Hennig: Et ce n'est pas le premier vaccin qui fera [l’affaire].

Drosten: Probablement pas. Pas dans le sens d'une immunité stérile, donc pas comme la rougeole - une vaccination et une immunité à vie - ce ne sera pas aussi facile. Vous serez certainement d'abord protégé contre les symptômes sévères, mais pas contre un petit rhume [...]. Et il existe des vaccins conçus pour induire une réponse cellulaire contre le virus. Et d'autres [pour] une bonne réponse des anticorps neutralisants. Il faudra donc regarder plus précisément à quel point se forme une bonne mémoire immunitaire au niveau des cellules CD4. Ce ne sera certainement pas pareil avec tous les vaccins.

Hennig: Monsieur Drosten, pour terminer - nous avons parlé de l'âge immunologique et biologique: dans quelle mesure est-il important que les personnes âgées apparaissent dans les études sur les vaccins? Et dans quelle mesure est-ce possible? Une étude récente de la JAMA Internal Medicine affirme qu'elles sont sous-représentés dans de nombreuses études.

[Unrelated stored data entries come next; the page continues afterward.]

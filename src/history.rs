//! # History
//!
//! Append-only log of answered queries, kept in SQLite through Diesel.
//!
//! The pipeline itself never touches this store; the HTTP and CLI layers hand
//! each finished exchange to a [`HistorySink`]. [`SqliteHistory`] is the
//! production sink and also lists a user's past queries, newest first.
//!
//! Diesel connections are synchronous, so every operation opens its own
//! connection on the blocking thread pool.

use async_trait::async_trait;
use chrono::{SecondsFormat, Utc};
use diesel::prelude::*;
use tracing::{debug, info};

use crate::config::establish_connection;
use crate::error::HistoryError;
use crate::models::HistoryRecord;
use crate::schema::history;

const CREATE_HISTORY_TABLE: &str = "CREATE TABLE IF NOT EXISTS history (
    id INTEGER PRIMARY KEY AUTOINCREMENT NOT NULL,
    user_email TEXT NOT NULL,
    user_query TEXT NOT NULL,
    response TEXT NOT NULL,
    created_at TEXT NOT NULL
)";

const CREATE_HISTORY_INDEX: &str =
    "CREATE INDEX IF NOT EXISTS history_user_email_created_at ON history (user_email, created_at)";

/// One finished exchange, ready to be stored.
#[derive(Debug, Clone, PartialEq, Eq)]
pub struct HistoryEntry {
    pub user_email: String,
    pub user_query: String,
    pub response: String,
}

/// Destination for finished exchanges.
#[async_trait]
pub trait HistorySink: Send + Sync {
    async fn record(&self, entry: HistoryEntry) -> Result<(), HistoryError>;
}

/// SQLite-backed history log.
#[derive(Debug, Clone)]
pub struct SqliteHistory {
    db_url: String,
}

impl SqliteHistory {
    /// Open the store at `db_url`, creating the table if it does not exist.
    pub async fn open(db_url: impl Into<String>) -> Result<Self, HistoryError> {
        let store = Self {
            db_url: db_url.into(),
        };
        store
            .with_connection(|conn| {
                diesel::sql_query(CREATE_HISTORY_TABLE).execute(conn)?;
                diesel::sql_query(CREATE_HISTORY_INDEX).execute(conn)?;
                Ok(())
            })
            .await?;
        info!("History store ready at {}", store.db_url);
        Ok(store)
    }

    /// A user's entries, newest first.
    ///
    /// With `offset` set, skips that many entries and returns at most `limit`;
    /// without it, every entry.
    pub async fn list(
        &self,
        user_email: &str,
        offset: Option<usize>,
        limit: usize,
    ) -> Result<Vec<HistoryRecord>, HistoryError> {
        let email = user_email.to_string();
        self.with_connection(move |conn| {
            let query = history::table
                .filter(history::user_email.eq(email))
                .order((history::created_at.desc(), history::id.desc()))
                .select(HistoryRecord::as_select());

            let rows: Vec<HistoryRecord> = match offset {
                Some(offset) => {
                    let limit = i64::try_from(limit).unwrap_or(i64::MAX);
                    let offset = i64::try_from(offset).unwrap_or(i64::MAX);
                    query.limit(limit).offset(offset).load(conn)?
                }
                None => query.load(conn)?,
            };
            Ok(rows)
        })
        .await
    }

    async fn with_connection<T, F>(&self, op: F) -> Result<T, HistoryError>
    where
        T: Send + 'static,
        F: FnOnce(&mut SqliteConnection) -> Result<T, HistoryError> + Send + 'static,
    {
        let db_url = self.db_url.clone();
        tokio::task::spawn_blocking(move || {
            let mut conn = establish_connection(&db_url)?;
            op(&mut conn)
        })
        .await
        .map_err(|e| HistoryError::Task(e.to_string()))?
    }
}

#[async_trait]
impl HistorySink for SqliteHistory {
    async fn record(&self, entry: HistoryEntry) -> Result<(), HistoryError> {
        let row = HistoryRecord {
            id: None,
            user_email: entry.user_email,
            user_query: entry.user_query,
            response: entry.response,
            created_at: Utc::now().to_rfc3339_opts(SecondsFormat::Micros, true),
        };
        self.with_connection(move |conn| {
            diesel::insert_into(history::table)
                .values(&row)
                .execute(conn)?;
            debug!("Stored history entry for {}", row.user_email);
            Ok(())
        })
        .await
    }
}
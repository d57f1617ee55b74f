//! # Charts
//!
//! The generative model is asked to answer chart requests with a small JSON
//! document:
//!
//! ```json
//! {"type": "pie", "labels": ["A", "B"], "values": [3, 7]}
//! ```
//!
//! That reply is untrusted. [`parse_chart_spec`] validates it into a
//! [`ChartSpec`] or explains why it could not, as a [`MalformedOutput`] value.
//! [`format_chart`] then maps a valid spec onto the document shape the
//! front-end charting library consumes ([`FormattedChart`]).
//!
//! Numbers are carried as [`serde_json::Number`] so the model's own
//! representation (`3` vs `3.0`) reaches the chart unchanged.

use std::fmt;
use std::str::FromStr;

use serde::{Deserialize, Serialize};
use serde_json::{Number, Value as JsonValue};

/// Chart shapes the service can produce.
#[derive(Debug, Clone, Copy, PartialEq, Eq, Hash, Serialize, Deserialize)]
#[serde(rename_all = "lowercase")]
pub enum ChartKind {
    Bar,
    Line,
    Pie,
}

impl ChartKind {
    /// Interpret a caller-supplied chart type. Case and surrounding whitespace
    /// are ignored; anything unsupported yields `None`.
    pub fn from_hint(hint: &str) -> Option<Self> {
        hint.trim().to_ascii_lowercase().parse().ok()
    }

    pub fn as_str(&self) -> &'static str {
        match self {
            ChartKind::Bar => "bar",
            ChartKind::Line => "line",
            ChartKind::Pie => "pie",
        }
    }
}

impl fmt::Display for ChartKind {
    fn fmt(&self, f: &mut fmt::Formatter<'_>) -> fmt::Result {
        f.write_str(self.as_str())
    }
}

impl FromStr for ChartKind {
    type Err = String;

    /// Exact, lowercase match as written in the output schema.
    fn from_str(s: &str) -> Result<Self, Self::Err> {
        match s {
            "bar" => Ok(ChartKind::Bar),
            "line" => Ok(ChartKind::Line),
            "pie" => Ok(ChartKind::Pie),
            other => Err(format!("unsupported chart type {other:?}")),
        }
    }
}

/// Validated chart description. `labels` and `values` always have equal length.
#[derive(Debug, Clone, PartialEq)]
pub struct ChartSpec {
    kind: ChartKind,
    labels: Vec<String>,
    values: Vec<Number>,
}

impl ChartSpec {
    /// Build a spec, rejecting label/value sequences of different lengths.
    pub fn new(
        kind: ChartKind,
        labels: Vec<String>,
        values: Vec<Number>,
    ) -> Result<Self, MalformedOutput> {
        if labels.len() != values.len() {
            return Err(MalformedOutput::new(format!(
                "{} labels but {} values",
                labels.len(),
                values.len()
            )));
        }
        Ok(Self {
            kind,
            labels,
            values,
        })
    }

    pub fn kind(&self) -> ChartKind {
        self.kind
    }

    pub fn labels(&self) -> &[String] {
        &self.labels
    }

    pub fn values(&self) -> &[Number] {
        &self.values
    }
}

/// The model replied, but not with a usable chart.
#[derive(Debug, Clone, PartialEq, Eq)]
pub struct MalformedOutput {
    pub reason: String,
}

impl MalformedOutput {
    fn new(reason: impl Into<String>) -> Self {
        Self {
            reason: reason.into(),
        }
    }
}

impl fmt::Display for MalformedOutput {
    fn fmt(&self, f: &mut fmt::Formatter<'_>) -> fmt::Result {
        write!(f, "malformed chart output: {}", self.reason)
    }
}

/// Validate raw model text against the `{type, labels, values}` contract.
///
/// Surrounding whitespace is ignored; anything else that is not exactly one
/// JSON object with the three fields is rejected. Labels may be strings or
/// numbers (numbers are rendered as text); values must be numbers. Extra
/// fields are ignored.
pub fn parse_chart_spec(raw: &str) -> Result<ChartSpec, MalformedOutput> {
    let document: JsonValue = serde_json::from_str(raw.trim())
        .map_err(|e| MalformedOutput::new(format!("not valid JSON: {e}")))?;

    let object = document
        .as_object()
        .ok_or_else(|| MalformedOutput::new("top-level value is not an object"))?;

    let kind = match object.get("type") {
        Some(JsonValue::String(s)) => s.parse::<ChartKind>().map_err(MalformedOutput::new)?,
        Some(_) => return Err(MalformedOutput::new("\"type\" is not a string")),
        None => return Err(MalformedOutput::new("missing \"type\"")),
    };

    let labels = match object.get("labels") {
        Some(JsonValue::Array(items)) => items
            .iter()
            .enumerate()
            .map(|(i, item)| match item {
                JsonValue::String(s) => Ok(s.clone()),
                JsonValue::Number(n) => Ok(n.to_string()),
                _ => Err(MalformedOutput::new(format!(
                    "label {i} is neither a string nor a number"
                ))),
            })
            .collect::<Result<Vec<_>, _>>()?,
        Some(_) => return Err(MalformedOutput::new("\"labels\" is not an array")),
        None => return Err(MalformedOutput::new("missing \"labels\"")),
    };

    let values = match object.get("values") {
        Some(JsonValue::Array(items)) => items
            .iter()
            .enumerate()
            .map(|(i, item)| match item {
                JsonValue::Number(n) => Ok(n.clone()),
                _ => Err(MalformedOutput::new(format!("value {i} is not a number"))),
            })
            .collect::<Result<Vec<_>, _>>()?,
        Some(_) => return Err(MalformedOutput::new("\"values\" is not an array")),
        None => return Err(MalformedOutput::new("missing \"values\"")),
    };

    ChartSpec::new(kind, labels, values)
}

const PIE_TITLE: &str = "Crime Distribution";
const PIE_SERIES: &str = "Crime Count";
const SERIES_TITLE: &str = "Number of Crimes by Time";
const SERIES_NAME: &str = "Time of Crime";

/// Chart document in the shape the front-end charting library expects.
#[derive(Debug, Clone, PartialEq, Serialize, Deserialize)]
pub struct FormattedChart {
    pub chart: ChartOptions,
    pub title: Title,
    #[serde(rename = "xAxis", default, skip_serializing_if = "Option::is_none")]
    pub x_axis: Option<XAxis>,
    pub series: Vec<Series>,
}

#[derive(Debug, Clone, PartialEq, Serialize, Deserialize)]
pub struct ChartOptions {
    #[serde(rename = "type")]
    pub kind: ChartKind,
}

#[derive(Debug, Clone, PartialEq, Serialize, Deserialize)]
pub struct Title {
    pub text: String,
}

#[derive(Debug, Clone, PartialEq, Serialize, Deserialize)]
pub struct XAxis {
    pub categories: Vec<String>,
}

#[derive(Debug, Clone, PartialEq, Serialize, Deserialize)]
pub struct Series {
    pub name: String,
    pub data: Vec<DataPoint>,
}

/// Pie slices are named points; bar and line series are bare values.
#[derive(Debug, Clone, PartialEq, Serialize, Deserialize)]
#[serde(untagged)]
pub enum DataPoint {
    Named { name: String, y: Number },
    Value(Number),
}

/// Map a valid spec onto the charting document. Pure and deterministic.
pub fn format_chart(spec: &ChartSpec) -> FormattedChart {
    match spec.kind {
        ChartKind::Pie => FormattedChart {
            chart: ChartOptions {
                kind: ChartKind::Pie,
            },
            title: Title {
                text: PIE_TITLE.to_string(),
            },
            x_axis: None,
            series: vec![Series {
                name: PIE_SERIES.to_string(),
                data: spec
                    .labels
                    .iter()
                    .zip(&spec.values)
                    .map(|(label, value)| DataPoint::Named {
                        name: label.clone(),
                        y: value.clone(),
                    })
                    .collect(),
            }],
        },
        kind @ (ChartKind::Bar | ChartKind::Line) => FormattedChart {
            chart: ChartOptions { kind },
            title: Title {
                text: SERIES_TITLE.to_string(),
            },
            x_axis: Some(XAxis {
                categories: spec.labels.clone(),
            }),
            series: vec![Series {
                name: SERIES_NAME.to_string(),
                data: spec.values.iter().cloned().map(DataPoint::Value).collect(),
            }],
        },
    }
}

Drosten: Oui, c'était probablement le cas depuis le début, c'est en fait assez naturel. Les vaccins sont d'abord évalués [sur] leur efficacité et leurs effets secondaires. Il est donc clair quel type de patients on sollicite dans les études: de préférence des jeunes en bonne santé, bien sûr pas d'enfants, mais des adultes qui ne souffrent d'aucune maladie. Mais il est évident pour les fabricants de vaccins [...] que lorsque les vaccins seront disponibles, il n'y en aura pas assez. Ils savent aussi que les vaccins ne seront pas parfaits: avec la première génération de vaccins on essaiera de vacciner préférentiellement [certains] groupes. Cela inclut également les personnes âgées. C'est pourquoi il est certain […] que les phases trois incluront aussi progressivement des patients plus âgés. Sinon, on ne pourra pas les recommander à ces groupes de population plus âgés.